N'apprends qu'avec réserves !

Publié par Miguel Aubouy, le 3 novembre 2014   2.8k

On a pris l’habitude de se représenter le moment de la découverte comme celui d’une illumination : une erreur.

On a pris l’habitude de se représenter le moment de la découverte comme celui d’une illumination. C’est le fameux « Eureka ! » ("j’ai compris !", en grec). C’est une erreur. L’Histoire nous fournit de nombreux exemples où les ténèbres se sont abattues sur celui qui découvrait. Il n’a rien vu. Il n’a pas compris grand-chose. Il est resté comme bête.

Lorsque Vasco de Gama débarque aux Indes, pour la première fois, il prend le temple hindou qu’il visite pour une église chrétienne. Lorsque Werner Heisenberg découvre le principe qui porte son nom, il écrit que la vitesse d’une particule quantique est incertaine. Il lui faudra du temps pour saisir que la vérité est tout autre : elle est indéterminée.

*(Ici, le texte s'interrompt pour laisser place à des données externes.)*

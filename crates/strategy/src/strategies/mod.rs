//! The strategy catalog.
//!
//! Each family is parameterised from its `[strategy.params]` table; the
//! shipped presets live in `config/strategies.toml`.

pub mod depth;
pub mod ema_cross;
pub mod ema_stoch_rsi;
pub mod support_resistance;
pub mod vidra;

pub use depth::DepthStrategy;
pub use ema_cross::EmaCrossStrategy;
pub use ema_stoch_rsi::EmaStochRsiStrategy;
pub use support_resistance::SupportResistanceStrategy;
pub use vidra::VidraStrategy;

use std::collections::BTreeMap;

use chrono::Duration;
use tracing::info;

use common::{Error, OrderBook, Result, Timeframe, Trade};

use crate::config::StrategyConfig;
use crate::exits::{
    BreakEven, DcaLevel, DrawdownLadder, MaxRateTrail, ProfitTargets, Stage, StagedLadder, Target,
};
use crate::indicators::{shift, MacdIndicator, RsiIndicator};
use crate::orderbook::{has_large_orders, DepthCheck, DepthMode};
use crate::{
    Adjustment, AnalysisContext, OrderKind, OrderTypes, PositionTick, StrategySettings, TrailingStop,
};

// ─── Settings ────────────────────────────────────────────────────────────────

/// Settings every family reads the same way.
pub(crate) fn base_settings(
    cfg: &StrategyConfig,
    default_timeframe: &str,
    default_stoploss: f64,
) -> Result<StrategySettings> {
    let mut settings = StrategySettings::new(
        cfg.timeframe_or(default_timeframe)?,
        cfg.param_f64("stoploss", default_stoploss),
    );
    if settings.stoploss >= 0.0 {
        return Err(Error::Config(format!(
            "strategy '{}': stoploss must be negative, got {}",
            cfg.name, settings.stoploss
        )));
    }

    if let (Some(positive), Some(offset)) = (
        cfg.param_opt_f64("trailing_positive"),
        cfg.param_opt_f64("trailing_offset"),
    ) {
        settings.trailing = Some(TrailingStop {
            positive,
            offset,
            only_offset_is_reached: cfg.param_bool("trailing_only_offset_is_reached", false),
        });
    }

    let mut roi = BTreeMap::new();
    for (minutes, ratio) in cfg.param_table_f64("minimal_roi")? {
        let minutes: u64 = minutes.parse().map_err(|_| {
            Error::Config(format!(
                "strategy '{}': minimal_roi key '{minutes}' is not a number of minutes",
                cfg.name
            ))
        })?;
        roi.insert(minutes, ratio);
    }
    settings.minimal_roi = roi;

    settings.can_short = cfg.param_bool("can_short", cfg.param_bool("short", false));
    settings.use_exit_signal = cfg.param_bool("use_exit_signal", true);
    settings.exit_profit_only = cfg.param_bool("exit_profit_only", false);

    let order = |key: &str, default: OrderKind| -> Result<OrderKind> {
        if !cfg.has_param(key) {
            return Ok(default);
        }
        cfg.param_str(key, "").parse().map_err(|e| named(cfg, e))
    };
    let defaults = OrderTypes::default();
    settings.order_types = OrderTypes {
        entry: order("entry_order", defaults.entry)?,
        exit: order("exit_order", defaults.exit)?,
        stoploss: order("stoploss_order", defaults.stoploss)?,
    };
    Ok(settings)
}

// ─── Position management ─────────────────────────────────────────────────────

/// The exit and stop building blocks a preset switches on.
#[derive(Debug, Clone, Default)]
pub struct PositionPlan {
    pub ladder: Option<StagedLadder>,
    pub drawdown: Option<DrawdownLadder>,
    pub targets: Option<ProfitTargets>,
    pub break_even: Option<BreakEven>,
    pub trail: Option<MaxRateTrail>,
    /// Close everything this long after entry once stage 1 has been sold.
    pub time_exit: Option<Duration>,
    pub leverage: f64,
}

impl PositionPlan {
    pub fn from_config(cfg: &StrategyConfig) -> Result<Self> {
        let stages: Vec<Stage> = cfg
            .param_pairs("stages")?
            .into_iter()
            .map(|(threshold, fraction)| Stage { threshold, fraction })
            .collect();
        let dca: Vec<DcaLevel> = cfg
            .param_pairs("dca")?
            .into_iter()
            .map(|(level, fraction)| DcaLevel { level, fraction })
            .collect();
        let final_target = cfg.param_opt_f64("final_target");

        if stages.windows(2).any(|w| w[0].threshold > w[1].threshold) {
            return Err(Error::Config(format!(
                "strategy '{}': stages must be sorted by threshold",
                cfg.name
            )));
        }
        if dca.iter().any(|d| d.level >= 0.0) {
            return Err(Error::Config(format!(
                "strategy '{}': dca levels must be negative",
                cfg.name
            )));
        }

        let ladder = (!stages.is_empty() || !dca.is_empty() || final_target.is_some())
            .then(|| StagedLadder::new(stages, final_target).with_dca(dca));

        let targets: Vec<Target> = cfg
            .param_pairs("targets")?
            .into_iter()
            .map(|(profit, fraction)| Target { profit, fraction })
            .collect();

        Ok(Self {
            ladder,
            drawdown: cfg.param_opt_f64("pullback_limit").map(DrawdownLadder::new),
            targets: (!targets.is_empty()).then(|| ProfitTargets::new(targets)),
            break_even: cfg.param_opt_f64("break_even_trigger").map(|trigger| BreakEven {
                trigger,
                offset: cfg.param_f64("break_even_offset", 0.002),
            }),
            trail: cfg.param_opt_f64("trail_activation").map(|activation| MaxRateTrail {
                activation,
                distance: cfg.param_f64("trail_distance", 0.035),
            }),
            time_exit: cfg
                .param_opt_f64("time_exit_days")
                .map(|days| Duration::seconds((days * 86_400.0) as i64)),
            leverage: cfg.param_f64("leverage", 1.0),
        })
    }

    /// Switch on the host hooks this plan needs.
    pub fn apply(&self, settings: &mut StrategySettings) {
        settings.position_adjustment = self.ladder.is_some()
            || self.drawdown.is_some()
            || self.targets.is_some()
            || self.time_exit.is_some();
        settings.use_custom_stoploss =
            self.break_even.is_some() || self.trail.is_some() || self.targets.is_some();
    }

    /// Tightest of the stops the plan proposes.
    pub fn stoploss(&self, trade: &mut Trade, tick: &PositionTick) -> Result<Option<f64>> {
        let mut candidates = Vec::new();
        if let Some(be) = &self.break_even {
            candidates.extend(be.evaluate(trade, tick.current_rate, tick.current_profit)?);
        }
        if let Some(trail) = &self.trail {
            candidates.extend(trail.evaluate(trade, tick.current_rate, tick.current_profit));
        }
        if let Some(targets) = &self.targets {
            candidates.extend(targets.stoploss(trade, tick.current_rate));
        }
        Ok(candidates.into_iter().reduce(f64::min))
    }

    pub fn adjust(&self, trade: &mut Trade, tick: &PositionTick) -> Result<Option<Adjustment>> {
        if let Some(limit) = self.time_exit {
            if tick.current_time - trade.open_date >= limit && StagedLadder::first_stage_sold(trade) {
                info!(trade_id = %trade.id, pair = %trade.pair, "Time limit reached after first stage, closing");
                return Ok(Some(Adjustment::decrease(trade.stake_amount, "time_exit")));
            }
        }
        if let Some(ladder) = &self.ladder {
            if let Some(action) = ladder.evaluate(trade, tick.current_rate)? {
                return Ok(Some(action));
            }
        }
        if let Some(drawdown) = &self.drawdown {
            if let Some(action) = drawdown.evaluate(trade, tick.current_rate)? {
                return Ok(Some(action));
            }
        }
        if let Some(targets) = &self.targets {
            return targets.evaluate(trade, tick.current_rate);
        }
        Ok(None)
    }

    pub fn leverage(&self, max: f64) -> f64 {
        self.leverage.min(max).max(1.0)
    }
}

// ─── Order-book gate ─────────────────────────────────────────────────────────

/// Depth-of-market plus large-order check applied to a whole analysis pass.
#[derive(Debug, Clone, Copy, PartialEq)]
pub struct DepthGate {
    pub check: DepthCheck,
    pub volume_threshold: f64,
    pub mode: DepthMode,
}

impl DepthGate {
    /// Reads `{prefix}depth`, `{prefix}delta` and `{prefix}volume_threshold`,
    /// overridden by a `depth_settings` row for `timeframe` when present
    /// (`"5m" = [delta, depth, volume_threshold]`).
    pub fn from_config(
        cfg: &StrategyConfig,
        prefix: &str,
        timeframe: Timeframe,
        mode: DepthMode,
    ) -> Result<Self> {
        let mut delta = cfg.param_f64(&format!("{prefix}delta"), 1.3);
        let mut depth = cfg.param_usize(&format!("{prefix}depth"), 7)?;
        let mut volume_threshold = cfg.param_f64(&format!("{prefix}volume_threshold"), 500.0);

        let key = timeframe.to_string();
        if prefix.is_empty() {
            if let Some((_, row)) = cfg
                .param_table_list("depth_settings")?
                .into_iter()
                .find(|(tf, _)| *tf == key)
            {
                match row.as_slice() {
                    [d, n, v] if *n >= 0.0 && n.fract() == 0.0 => {
                        delta = *d;
                        depth = *n as usize;
                        volume_threshold = *v;
                    }
                    _ => {
                        return Err(Error::Config(format!(
                            "strategy '{}': depth_settings.{key} must be [delta, depth, volume_threshold]",
                            cfg.name
                        )))
                    }
                }
            }
        }

        Ok(Self {
            check: DepthCheck::new(depth, delta),
            volume_threshold,
            mode,
        })
    }

    pub fn passes(&self, book: &OrderBook) -> bool {
        self.check.passes(book, self.mode) && has_large_orders(book, self.volume_threshold)
    }
}

// ─── Indicator parameters ────────────────────────────────────────────────────

/// `rsi_period` with `rsi_sell` / `rsi_buy` bands.
pub(crate) fn rsi_bands(cfg: &StrategyConfig) -> Result<RsiIndicator> {
    RsiIndicator::new(
        cfg.param_usize("rsi_period", 14)?,
        cfg.param_f64("rsi_sell", 70.0),
        cfg.param_f64("rsi_buy", 35.0),
    )
    .map_err(|e| named(cfg, e))
}

/// `macd_fast` / `macd_slow` / `macd_signal`.
pub(crate) fn macd_periods(cfg: &StrategyConfig) -> Result<MacdIndicator> {
    MacdIndicator::new(
        cfg.param_usize("macd_fast", 12)?,
        cfg.param_usize("macd_slow", 26)?,
        cfg.param_usize("macd_signal", 9)?,
    )
    .map_err(|e| named(cfg, e))
}

fn named(cfg: &StrategyConfig, err: Error) -> Error {
    match err {
        Error::Config(msg) => Error::Config(format!("strategy '{}': {msg}", cfg.name)),
        other => other,
    }
}

/// Snapshot deep enough for every gate in `depths`.
pub(crate) fn fetch_book(ctx: &AnalysisContext<'_>, depths: &[usize]) -> Result<OrderBook> {
    let depth = depths.iter().copied().max().unwrap_or(0);
    ctx.data.orderbook(ctx.pair, depth + 1)
}

// ─── Mask helpers ────────────────────────────────────────────────────────────

/// Row-wise predicate over two columns; `NaN` rows read false.
pub(crate) fn zip_mask(a: &[f64], b: &[f64], f: impl Fn(f64, f64) -> bool) -> Vec<bool> {
    a.iter()
        .zip(b)
        .map(|(&x, &y)| !x.is_nan() && !y.is_nan() && f(x, y))
        .collect()
}

pub(crate) fn map_mask(a: &[f64], f: impl Fn(f64) -> bool) -> Vec<bool> {
    a.iter().map(|&x| !x.is_nan() && f(x)).collect()
}

/// `values[i] > values[i - 1]`
pub(crate) fn rising(values: &[f64]) -> Vec<bool> {
    zip_mask(values, &shift(values, 1), |now, prev| now > prev)
}

/// `values[i] < values[i - 1]`
pub(crate) fn falling(values: &[f64]) -> Vec<bool> {
    zip_mask(values, &shift(values, 1), |now, prev| now < prev)
}

pub(crate) fn and(a: &[bool], b: &[bool]) -> Vec<bool> {
    a.iter().zip(b).map(|(x, y)| *x && *y).collect()
}

pub(crate) fn or(a: &[bool], b: &[bool]) -> Vec<bool> {
    a.iter().zip(b).map(|(x, y)| *x || *y).collect()
}

/// Broadcast a per-call condition (e.g. an order-book gate) over a mask.
pub(crate) fn gated(mask: Vec<bool>, gate: bool) -> Vec<bool> {
    if gate {
        mask
    } else {
        vec![false; mask.len()]
    }
}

Ces erreurs ne sont pas banales. De part leur nombre, de part de leur ampleur, de part les conséquences qu’elles ont eues, notamment dans le langage, elles interpellent celui qui se penche sur le processus de la découverte. Dans le livre qui s’intitule « Le syndrome de Vasco de Gama » (le petit traité sur l’innovation n°Z3.1, publié aux éditions nullius in verba), j’ai recueillis un certain nombre de ces erreurs pour les analyser. Ma compréhension, c’est qu’il ne s’agit pas d’erreurs. C’est un défaut de lucidité très singulier qui est un syndrome de la découverte lorsqu’elle est radicale. En face de quelque chose qui est trop profondément nouveau, tellement nouveau qu’il est impensé, nous sommes temporairement aveugles. Cette cécité dure d’autant plus que cette chose que nous voyons comme sans la regarder échappe à nos catégories mentales.

Cette hypothèse n’est pas seulement une jolie manière de décrire quelques bizarreries dans l’histoire du monde. Elle recouvre une réalité bien plus vaste dans le champ de la découverte. Elle admet des conséquences étonnantes pour l’innovation. C’est notamment la raison pour laquelle les inventeurs ne réalisent jamais ce qu’ils imaginaient au départ.

Le mot "découverte" est étrange, si l’on y songe. Il suggère que ce que nous cherchions préexistait au moment où nous le dé-couvrons. A cet instant, nous ne ferions que soulever un voile. L’objet de notre quête était là, sous nos yeux, mais recouvert d’un linge. Soit. Mais le mot « découverte » ne dit rien de ce voile qui empêchait l’esprit de capturer l’objet de notre désir en le rendant invisible à nos yeux ? Quelle est donc cette étoffe que l’on écarte au moment de découvrir ? Qui sont-ils, les fantômes qui nous aveuglent ?

La réponse est simple : ce voile, c’était notre savoir. Ces fantômes, ils étaient nos maîtres anciens. C’est eux qu’il faut écarter pour découvrir.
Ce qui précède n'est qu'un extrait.